→ Task
Exactly reproduce each record listed below.

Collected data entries
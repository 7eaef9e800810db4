use log::{debug, trace};
use rustc_hash::FxHashSet;

use crate::error::{CodecError, Result};
use crate::tools::freq_count::{frequencies, Frequencies};
use crate::tools::symbol_map::{sorted_symbols, Symbol};

use std::cmp::Ordering;
use std::collections::BinaryHeap;
use std::fmt::{Display, Formatter};

/// Relative slack allowed when checking that a parent weighs as much as its children.
const WEIGHT_TOLERANCE: f64 = 1e-9;

/// One node of a Huffman tree. Internal nodes always own exactly two children.
#[derive(Debug, Clone, PartialEq)]
pub enum Node<S> {
    Leaf {
        weight: f64,
        symbol: S,
    },
    Internal {
        weight: f64,
        left: Box<Node<S>>,
        right: Box<Node<S>>,
    },
}

impl<S: Symbol> Node<S> {
    /// Create a new leaf
    pub fn leaf(weight: f64, symbol: S) -> Self {
        Node::Leaf { weight, symbol }
    }

    /// Create an internal node with an explicit weight. Use merge() to have the weight summed.
    pub fn internal(weight: f64, left: Node<S>, right: Node<S>) -> Self {
        Node::Internal {
            weight,
            left: Box::new(left),
            right: Box::new(right),
        }
    }

    /// Join two nodes under a new parent carrying their combined weight. `left` is the
    /// node taken off the queue first.
    pub fn merge(left: Node<S>, right: Node<S>) -> Self {
        let weight = left.weight() + right.weight();
        Node::internal(weight, left, right)
    }

    pub fn weight(&self) -> f64 {
        match self {
            Node::Leaf { weight, .. } | Node::Internal { weight, .. } => *weight,
        }
    }

    /// The symbol held by a leaf, None for internal nodes.
    pub fn symbol(&self) -> Option<S> {
        match self {
            Node::Leaf { symbol, .. } => Some(*symbol),
            Node::Internal { .. } => None,
        }
    }

    pub fn is_leaf(&self) -> bool {
        matches!(self, Node::Leaf { .. })
    }

    fn depth(&self) -> usize {
        match self {
            Node::Leaf { .. } => 0,
            Node::Internal { left, right, .. } => 1 + left.depth().max(right.depth()),
        }
    }

    fn collect_symbols(&self, symbols: &mut Vec<S>) {
        match self {
            Node::Leaf { symbol, .. } => symbols.push(*symbol),
            Node::Internal { left, right, .. } => {
                left.collect_symbols(symbols);
                right.collect_symbols(symbols);
            }
        }
    }

    /// Recursively check weights and leaf uniqueness.
    fn validate(&self, seen: &mut FxHashSet<S>) -> Result<()> {
        let weight = self.weight();
        if !weight.is_finite() || weight < 0.0 {
            return Err(CodecError::malformed(format!(
                "node weight {} is not a finite non-negative number",
                weight
            )));
        }
        match self {
            Node::Leaf { symbol, .. } => {
                if !seen.insert(*symbol) {
                    return Err(CodecError::malformed(format!(
                        "symbol {:?} appears on more than one leaf",
                        symbol
                    )));
                }
            }
            Node::Internal { left, right, .. } => {
                let sum = left.weight() + right.weight();
                let slack = WEIGHT_TOLERANCE * weight.max(sum).max(1.0);
                if (weight - sum).abs() > slack {
                    return Err(CodecError::malformed(format!(
                        "internal weight {} does not equal child weights {} + {}",
                        weight,
                        left.weight(),
                        right.weight()
                    )));
                }
                left.validate(seen)?;
                right.validate(seen)?;
            }
        }
        Ok(())
    }

    fn fmt_node(&self, f: &mut Formatter<'_>, depth: usize, label: &str) -> std::fmt::Result {
        let indent = "  ".repeat(depth);
        match self {
            Node::Leaf { weight, symbol } => {
                writeln!(f, "{}{}-> Leaf: {:?} [weight: {}]", indent, label, symbol, weight)
            }
            Node::Internal {
                weight,
                left,
                right,
            } => {
                writeln!(f, "{}{}-> Internal [weight: {}]", indent, label, weight)?;
                left.fmt_node(f, depth + 1, "L")?;
                right.fmt_node(f, depth + 1, "R")
            }
        }
    }
}

/// A complete Huffman tree. Built once, never mutated, and needed again to decode anything
/// encoded with it.
#[derive(Debug, Clone, PartialEq)]
pub struct HuffmanTree<S> {
    root: Node<S>,
}

impl<S: Symbol> HuffmanTree<S> {
    /// Wrap a hand built root. Nothing is checked here; encode and decode call validate()
    /// before they touch the tree.
    pub fn new(root: Node<S>) -> Self {
        HuffmanTree { root }
    }

    /// Count the symbols in `data` and build the tree for them. None if `data` is empty.
    pub fn from_symbols(data: &[S]) -> Option<Self> {
        build_tree(&frequencies(data))
    }

    pub fn root(&self) -> &Node<S> {
        &self.root
    }

    /// Total weight of the tree, 1.0 when built from probabilities.
    pub fn weight(&self) -> f64 {
        self.root.weight()
    }

    /// Longest root to leaf distance. A bare leaf has depth 0.
    pub fn depth(&self) -> usize {
        self.root.depth()
    }

    /// Symbols held in the leaves, sorted.
    pub fn symbols(&self) -> Vec<S> {
        let mut symbols = Vec::new();
        self.root.collect_symbols(&mut symbols);
        sorted_symbols(symbols)
    }

    pub fn leaf_count(&self) -> usize {
        let mut symbols = Vec::new();
        self.root.collect_symbols(&mut symbols);
        symbols.len()
    }

    /// Check the tree can safely drive the encoder and decoder: weights are finite and
    /// non-negative, every parent weighs the sum of its children, and no symbol sits on
    /// two leaves.
    pub fn validate(&self) -> Result<()> {
        let mut seen = FxHashSet::default();
        self.root.validate(&mut seen)
    }
}

impl<S: Symbol> Display for HuffmanTree<S> {
    fn fmt(&self, f: &mut Formatter<'_>) -> std::fmt::Result {
        self.root.fmt_node(f, 0, "root")
    }
}

/// Queue slot: the node plus the order it was created in, used to break weight ties.
struct QueueEntry<S> {
    node: Node<S>,
    seq: usize,
}

impl<S> PartialEq for QueueEntry<S> {
    fn eq(&self, other: &Self) -> bool {
        self.cmp(other) == Ordering::Equal
    }
}

impl<S> Eq for QueueEntry<S> {}

impl<S> PartialOrd for QueueEntry<S> {
    fn partial_cmp(&self, other: &Self) -> Option<Ordering> {
        Some(self.cmp(other))
    }
}

impl<S> Ord for QueueEntry<S> {
    /// Reversed so the max-heap hands back the lightest, oldest node first.
    fn cmp(&self, other: &Self) -> Ordering {
        let weight = |n: &Node<S>| match n {
            Node::Leaf { weight, .. } | Node::Internal { weight, .. } => *weight,
        };
        weight(&other.node)
            .total_cmp(&weight(&self.node))
            .then_with(|| other.seq.cmp(&self.seq))
    }
}

/// Build the Huffman tree for a set of symbol frequencies. Returns None for an empty set.
///
/// Equal weights are resolved by creation order: leaves are numbered in ascending symbol
/// order, and each merged node is numbered after every node that exists before it. The
/// lower number leaves the queue first, so the same frequencies always give the same tree.
pub fn build_tree<S: Symbol>(freqs: &Frequencies<S>) -> Option<HuffmanTree<S>> {
    let mut queue: BinaryHeap<QueueEntry<S>> = sorted_symbols(freqs.keys().copied())
        .into_iter()
        .enumerate()
        .map(|(seq, symbol)| QueueEntry {
            node: Node::leaf(freqs[&symbol], symbol),
            seq,
        })
        .collect();
    let mut next_seq = queue.len();

    // Pare the queue down to a single node, always joining the two lightest.
    while queue.len() > 1 {
        let left = queue.pop()?;
        let right = queue.pop()?;
        queue.push(QueueEntry {
            node: Node::merge(left.node, right.node),
            seq: next_seq,
        });
        next_seq += 1;
    }

    let tree = HuffmanTree::new(queue.pop()?.node);
    debug!(
        "Built tree with {} leaves, depth {}.",
        tree.leaf_count(),
        tree.depth()
    );
    trace!("\n{}", tree);
    Some(tree)
}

→ The completed task
repository 7eaef9e800810db4
use log::{debug, trace};
use rustc_hash::FxHashSet;

use crate::error::{CodecError, Result};
use crate::tools::freq_count::{frequencies, Frequencies};
use crate::tools::symbol_map::{sorted_symbols, Symbol};

use std::cmp::Ordering;
use std::collections::BinaryHeap;
use std::fmt::{Display, Formatter};

/// Relative slack allowed when checking that a parent weighs as much as its children.
const WEIGHT_TOLERANCE: f64 = 1e-9;

/// One node of a Huffman tree. Internal nodes always own exactly two children.
#[derive(Debug, Clone, PartialEq)]
pub enum Node<S> {
    Leaf {
        weight: f64,
        symbol: S,
    },
    Internal {
        weight: f64,
        left: Box<Node<S>>,
        right: Box<Node<S>>,
    },
}

impl<S: Symbol> Node<S> {
    /// Create a new leaf
    pub fn leaf(weight: f64, symbol: S) -> Self {
        Node::Leaf { weight, symbol }
    }

    /// Create an internal node with an explicit weight. Use merge() to have the weight summed.
    pub fn internal(weight: f64, left: Node<S>, right: Node<S>) -> Self {
        Node::Internal {
            weight,
            left: Box::new(left),
            right: Box::new(right),
        }
    }

    /// Join two nodes under a new parent carrying their combined weight. `left` is the
    /// node taken off the queue first.
    pub fn merge(left: Node<S>, right: Node<S>) -> Self {
        let weight = left.weight() + right.weight();
        Node::internal(weight, left, right)
    }

    pub fn weight(&self) -> f64 {
        match self {
            Node::Leaf { weight, .. } | Node::Internal { weight, .. } => *weight,
        }
    }

    /// The symbol held by a leaf, None for internal nodes.
    pub fn symbol(&self) -> Option<S> {
        match self {
            Node::Leaf { symbol, .. } => Some(*symbol),
            Node::Internal { .. } => None,
        }
    }

    pub fn is_leaf(&self) -> bool {
        matches!(self, Node::Leaf { .. })
    }

    fn depth(&self) -> usize {
        match self {
            Node::Leaf { .. } => 0,
            Node::Internal { left, right, .. } => 1 + left.depth().max(right.depth()),
        }
    }

    fn collect_symbols(&self, symbols: &mut Vec<S>) {
        match self {
            Node::Leaf { symbol, .. } => symbols.push(*symbol),
            Node::Internal { left, right, .. } => {
                left.collect_symbols(symbols);
                right.collect_symbols(symbols);
            }
        }
    }

    /// Recursively check weights and leaf uniqueness.
    fn validate(&self, seen: &mut FxHashSet<S>) -> Result<()> {
        let weight = self.weight();
        if !weight.is_finite() || weight < 0.0 {
            return Err(CodecError::malformed(format!(
                "node weight {} is not a finite non-negative number",
                weight
            )));
        }
        match self {
            Node::Leaf { symbol, .. } => {
                if !seen.insert(*symbol) {
                    return Err(CodecError::malformed(format!(
                        "symbol {:?} appears on more than one leaf",
                        symbol
                    )));
                }
            }
            Node::Internal { left, right, .. } => {
                let sum = left.weight() + right.weight();
                let slack = WEIGHT_TOLERANCE * weight.max(sum).max(1.0);
                if (weight - sum).abs() > slack {
                    return Err(CodecError::malformed(format!(
                        "internal weight {} does not equal child weights {} + {}",
                        weight,
                        left.weight(),
                        right.weight()
                    )));
                }
                left.validate(seen)?;
                right.validate(seen)?;
            }
        }
        Ok(())
    }

    fn fmt_node(&self, f: &mut Formatter<'_>, depth: usize, label: &str) -> std::fmt::Result {
        let indent = "  ".repeat(depth);
        match self {
            Node::Leaf { weight, symbol } => {
                writeln!(f, "{}{}-> Leaf: {:?} [weight: {}]", indent, label, symbol, weight)
            }
            Node::Internal {
                weight,
                left,
                right,
            } => {
                writeln!(f, "{}{}-> Internal [weight: {}]", indent, label, weight)?;
                left.fmt_node(f, depth + 1, "L")?;
                right.fmt_node(f, depth + 1, "R")
            }
        }
    }
}

/// A complete Huffman tree. Built once, never mutated, and needed again to decode anything
/// encoded with it.
#[derive(Debug, Clone, PartialEq)]
pub struct HuffmanTree<S> {
    root: Node<S>,
}

impl<S: Symbol> HuffmanTree<S> {
    /// Wrap a hand built root. Nothing is checked here; encode and decode call validate()
    /// before they touch the tree.
    pub fn new(root: Node<S>) -> Self {
        HuffmanTree { root }
    }

    /// Count the symbols in `data` and build the tree for them. None if `data` is empty.
    pub fn from_symbols(data: &[S]) -> Option<Self> {
        build_tree(&frequencies(data))
    }

    pub fn root(&self) -> &Node<S> {
        &self.root
    }

    /// Total weight of the tree, 1.0 when built from probabilities.
    pub fn weight(&self) -> f64 {
        self.root.weight()
    }

    /// Longest root to leaf distance. A bare leaf has depth 0.
    pub fn depth(&self) -> usize {
        self.root.depth()
    }

    /// Symbols held in the leaves, sorted.
    pub fn symbols(&self) -> Vec<S> {
        let mut symbols = Vec::new();
        self.root.collect_symbols(&mut symbols);
        sorted_symbols(symbols)
    }

    pub fn leaf_count(&self) -> usize {
        let mut symbols = Vec::new();
        self.root.collect_symbols(&mut symbols);
        symbols.len()
    }

    /// Check the tree can safely drive the encoder and decoder: weights are finite and
    /// non-negative, every parent weighs the sum of its children, and no symbol sits on
    /// two leaves.
    pub fn validate(&self) -> Result<()> {
        let mut seen = FxHashSet::default();
        self.root.validate(&mut seen)
    }
}

impl<S: Symbol> Display for HuffmanTree<S> {
    fn fmt(&self, f: &mut Formatter<'_>) -> std::fmt::Result {
        self.root.fmt_node(f, 0, "root")
    }
}

/// Queue slot: the node plus the order it was created in, used to break weight ties.
struct QueueEntry<S> {
    node: Node<S>,
    seq: usize,
}

impl<S> PartialEq for QueueEntry<S> {
    fn eq(&self, other: &Self) -> bool {
        self.cmp(other) == Ordering::Equal
    }
}

impl<S> Eq for QueueEntry<S> {}

impl<S> PartialOrd for QueueEntry<S> {
    fn partial_cmp(&self, other: &Self) -> Option<Ordering> {
        Some(self.cmp(other))
    }
}

impl<S> Ord for QueueEntry<S> {
    /// Reversed so the max-heap hands back the lightest, oldest node first.
    fn cmp(&self, other: &Self) -> Ordering {
        let weight = |n: &Node<S>| match n {
            Node::Leaf { weight, .. } | Node::Internal { weight, .. } => *weight,
        };
        weight(&other.node)
            .total_cmp(&weight(&self.node))
            .then_with(|| other.seq.cmp(&self.seq))
    }
}

/// Build the Huffman tree for a set of symbol frequencies. Returns None for an empty set.
///
/// Equal weights are resolved by creation order: leaves are numbered in ascending symbol
/// order, and each merged node is numbered after every node that exists before it. The
/// lower number leaves the queue first, so the same frequencies always give the same tree.
pub fn build_tree<S: Symbol>(freqs: &Frequencies<S>) -> Option<HuffmanTree<S>> {
    let mut queue: BinaryHeap<QueueEntry<S>> = sorted_symbols(freqs.keys().copied())
        .into_iter()
        .enumerate()
        .map(|(seq, symbol)| QueueEntry {
            node: Node::leaf(freqs[&symbol], symbol),
            seq,
        })
        .collect();
    let mut next_seq = queue.len();

    // Pare the queue down to a single node, always joining the two lightest.
    while queue.len() > 1 {
        let left = queue.pop()?;
        let right = queue.pop()?;
        queue.push(QueueEntry {
            node: Node::merge(left.node, right.node),
            seq: next_seq,
        });
        next_seq += 1;
    }

    let tree = HuffmanTree::new(queue.pop()?.node);
    debug!(
        "Built tree with {} leaves, depth {}.",
        tree.leaf_count(),
        tree.depth()
    );
    trace!("\n{}", tree);
    Some(tree)
}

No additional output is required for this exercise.